■ WHAT THIS TASK INVOLVES:
Below are some entries; report how many of their lines contain the word "priority", giving nothing besides the number.

■ EXERCISE INPUT:
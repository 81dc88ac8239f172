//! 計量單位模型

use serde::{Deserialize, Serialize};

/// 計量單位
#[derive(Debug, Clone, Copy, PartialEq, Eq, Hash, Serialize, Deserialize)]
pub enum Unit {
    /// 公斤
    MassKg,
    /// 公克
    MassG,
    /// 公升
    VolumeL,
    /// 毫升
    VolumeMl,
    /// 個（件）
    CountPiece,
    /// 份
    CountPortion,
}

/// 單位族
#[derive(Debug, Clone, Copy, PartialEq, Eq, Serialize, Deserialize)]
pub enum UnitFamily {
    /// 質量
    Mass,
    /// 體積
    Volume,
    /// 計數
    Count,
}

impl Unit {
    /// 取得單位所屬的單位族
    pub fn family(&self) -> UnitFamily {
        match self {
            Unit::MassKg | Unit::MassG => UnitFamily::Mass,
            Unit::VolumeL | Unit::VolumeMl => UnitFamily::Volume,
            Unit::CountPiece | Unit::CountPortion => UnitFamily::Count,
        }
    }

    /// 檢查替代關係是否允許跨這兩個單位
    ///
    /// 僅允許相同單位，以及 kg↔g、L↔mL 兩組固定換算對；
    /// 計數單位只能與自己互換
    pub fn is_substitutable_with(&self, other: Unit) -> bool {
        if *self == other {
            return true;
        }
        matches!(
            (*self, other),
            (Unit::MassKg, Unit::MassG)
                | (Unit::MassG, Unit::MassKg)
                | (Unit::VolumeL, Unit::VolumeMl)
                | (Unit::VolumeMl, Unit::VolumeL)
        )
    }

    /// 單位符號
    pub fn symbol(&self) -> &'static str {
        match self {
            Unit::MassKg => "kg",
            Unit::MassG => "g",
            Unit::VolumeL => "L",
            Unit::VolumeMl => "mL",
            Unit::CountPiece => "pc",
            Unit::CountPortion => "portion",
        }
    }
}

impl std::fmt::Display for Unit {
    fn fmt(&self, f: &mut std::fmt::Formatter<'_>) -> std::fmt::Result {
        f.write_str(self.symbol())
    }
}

* * *

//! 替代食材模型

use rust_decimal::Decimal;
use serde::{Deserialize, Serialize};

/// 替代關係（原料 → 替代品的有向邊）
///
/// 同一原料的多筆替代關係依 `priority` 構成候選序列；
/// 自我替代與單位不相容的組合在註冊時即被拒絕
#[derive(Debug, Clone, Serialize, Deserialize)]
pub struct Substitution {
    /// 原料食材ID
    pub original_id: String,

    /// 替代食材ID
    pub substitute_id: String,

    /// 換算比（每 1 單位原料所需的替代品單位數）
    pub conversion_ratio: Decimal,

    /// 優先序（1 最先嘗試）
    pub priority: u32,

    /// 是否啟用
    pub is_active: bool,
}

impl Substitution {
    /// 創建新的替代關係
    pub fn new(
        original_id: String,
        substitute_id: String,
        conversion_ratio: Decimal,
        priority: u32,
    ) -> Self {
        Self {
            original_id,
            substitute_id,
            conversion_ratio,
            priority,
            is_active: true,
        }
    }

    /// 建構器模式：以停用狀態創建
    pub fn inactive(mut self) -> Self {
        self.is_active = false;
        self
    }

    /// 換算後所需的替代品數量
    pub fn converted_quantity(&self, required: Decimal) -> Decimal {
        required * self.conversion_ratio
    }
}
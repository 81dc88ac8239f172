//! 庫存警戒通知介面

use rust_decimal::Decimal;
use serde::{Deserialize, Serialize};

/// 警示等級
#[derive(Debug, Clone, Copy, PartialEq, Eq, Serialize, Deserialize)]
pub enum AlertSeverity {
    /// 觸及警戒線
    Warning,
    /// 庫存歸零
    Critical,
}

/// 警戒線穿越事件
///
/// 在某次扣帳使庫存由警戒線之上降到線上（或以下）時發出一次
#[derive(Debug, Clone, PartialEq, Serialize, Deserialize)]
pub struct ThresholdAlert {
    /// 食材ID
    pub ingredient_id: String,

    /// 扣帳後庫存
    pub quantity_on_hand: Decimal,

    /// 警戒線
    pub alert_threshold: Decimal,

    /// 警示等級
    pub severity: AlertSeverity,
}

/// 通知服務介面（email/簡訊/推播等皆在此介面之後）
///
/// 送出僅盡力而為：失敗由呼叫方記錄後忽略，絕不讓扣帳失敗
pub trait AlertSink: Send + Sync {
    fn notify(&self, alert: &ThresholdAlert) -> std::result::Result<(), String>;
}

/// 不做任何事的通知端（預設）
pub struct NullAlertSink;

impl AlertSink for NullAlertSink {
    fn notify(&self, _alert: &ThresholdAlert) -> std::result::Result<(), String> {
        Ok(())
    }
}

---

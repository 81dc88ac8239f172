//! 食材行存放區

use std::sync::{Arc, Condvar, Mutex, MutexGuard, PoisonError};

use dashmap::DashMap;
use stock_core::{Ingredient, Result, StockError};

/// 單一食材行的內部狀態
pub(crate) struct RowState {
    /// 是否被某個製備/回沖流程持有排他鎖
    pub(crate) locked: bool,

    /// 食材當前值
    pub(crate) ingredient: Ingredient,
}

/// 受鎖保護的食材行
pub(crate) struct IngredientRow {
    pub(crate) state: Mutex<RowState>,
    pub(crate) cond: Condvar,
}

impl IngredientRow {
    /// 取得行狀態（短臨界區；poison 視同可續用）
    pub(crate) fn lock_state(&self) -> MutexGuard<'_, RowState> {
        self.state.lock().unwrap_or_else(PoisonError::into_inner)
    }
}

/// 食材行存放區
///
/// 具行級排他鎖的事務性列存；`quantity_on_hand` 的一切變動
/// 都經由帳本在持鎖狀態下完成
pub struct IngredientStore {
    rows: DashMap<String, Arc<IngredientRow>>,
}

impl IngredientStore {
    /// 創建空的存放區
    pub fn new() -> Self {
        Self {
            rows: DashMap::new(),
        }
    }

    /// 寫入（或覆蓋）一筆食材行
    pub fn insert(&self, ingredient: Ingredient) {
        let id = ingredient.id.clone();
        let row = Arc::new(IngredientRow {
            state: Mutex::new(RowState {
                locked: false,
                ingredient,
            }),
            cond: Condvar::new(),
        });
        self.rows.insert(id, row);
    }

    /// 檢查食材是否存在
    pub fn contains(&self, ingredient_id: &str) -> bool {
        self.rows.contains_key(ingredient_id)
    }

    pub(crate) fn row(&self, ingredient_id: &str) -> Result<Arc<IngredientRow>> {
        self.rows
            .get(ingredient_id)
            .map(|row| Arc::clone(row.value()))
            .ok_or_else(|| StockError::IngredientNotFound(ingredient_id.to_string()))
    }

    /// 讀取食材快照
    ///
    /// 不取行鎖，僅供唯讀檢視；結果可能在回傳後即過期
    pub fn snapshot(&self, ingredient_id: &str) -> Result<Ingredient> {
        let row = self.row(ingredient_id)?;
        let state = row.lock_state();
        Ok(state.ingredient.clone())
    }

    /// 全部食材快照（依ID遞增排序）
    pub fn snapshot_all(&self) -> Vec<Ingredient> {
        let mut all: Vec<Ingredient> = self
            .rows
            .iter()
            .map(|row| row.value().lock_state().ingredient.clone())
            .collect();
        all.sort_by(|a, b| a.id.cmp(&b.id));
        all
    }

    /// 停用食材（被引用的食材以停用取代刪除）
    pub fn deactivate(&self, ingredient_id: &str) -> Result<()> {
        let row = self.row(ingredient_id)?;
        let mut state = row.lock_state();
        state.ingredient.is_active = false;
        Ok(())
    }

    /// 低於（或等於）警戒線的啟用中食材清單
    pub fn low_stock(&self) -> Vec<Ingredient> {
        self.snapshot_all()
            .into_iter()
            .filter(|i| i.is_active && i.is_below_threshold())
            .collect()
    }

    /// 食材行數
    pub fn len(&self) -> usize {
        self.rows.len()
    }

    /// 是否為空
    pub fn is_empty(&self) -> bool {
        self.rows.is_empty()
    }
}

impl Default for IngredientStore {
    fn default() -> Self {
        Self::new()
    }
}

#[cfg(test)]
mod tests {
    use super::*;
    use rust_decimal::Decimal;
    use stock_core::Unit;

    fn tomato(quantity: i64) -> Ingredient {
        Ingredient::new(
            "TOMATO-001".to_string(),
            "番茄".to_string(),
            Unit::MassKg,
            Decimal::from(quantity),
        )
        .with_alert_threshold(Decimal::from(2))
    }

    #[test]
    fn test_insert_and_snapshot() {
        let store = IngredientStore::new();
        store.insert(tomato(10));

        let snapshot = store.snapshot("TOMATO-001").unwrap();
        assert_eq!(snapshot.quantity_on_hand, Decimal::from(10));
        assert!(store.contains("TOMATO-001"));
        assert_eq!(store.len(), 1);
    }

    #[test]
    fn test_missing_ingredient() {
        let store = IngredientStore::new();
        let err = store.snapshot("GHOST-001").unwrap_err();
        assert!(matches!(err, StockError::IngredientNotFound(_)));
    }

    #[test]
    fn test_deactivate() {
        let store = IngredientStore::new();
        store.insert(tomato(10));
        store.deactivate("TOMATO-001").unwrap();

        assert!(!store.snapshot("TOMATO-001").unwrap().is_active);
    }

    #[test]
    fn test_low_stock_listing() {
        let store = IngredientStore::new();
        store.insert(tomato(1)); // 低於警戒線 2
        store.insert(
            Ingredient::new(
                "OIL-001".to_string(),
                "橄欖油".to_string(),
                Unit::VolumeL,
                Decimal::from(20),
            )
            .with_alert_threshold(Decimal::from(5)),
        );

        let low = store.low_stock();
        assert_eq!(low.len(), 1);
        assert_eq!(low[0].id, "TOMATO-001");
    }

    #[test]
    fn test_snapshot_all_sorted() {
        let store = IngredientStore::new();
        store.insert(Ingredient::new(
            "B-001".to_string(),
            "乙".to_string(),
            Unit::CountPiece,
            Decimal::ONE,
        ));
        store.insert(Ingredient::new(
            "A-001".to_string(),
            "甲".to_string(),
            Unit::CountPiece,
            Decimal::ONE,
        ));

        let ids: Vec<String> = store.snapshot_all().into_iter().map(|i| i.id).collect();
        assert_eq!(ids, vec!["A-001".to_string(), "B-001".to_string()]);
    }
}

■ ANSWER BOX:
4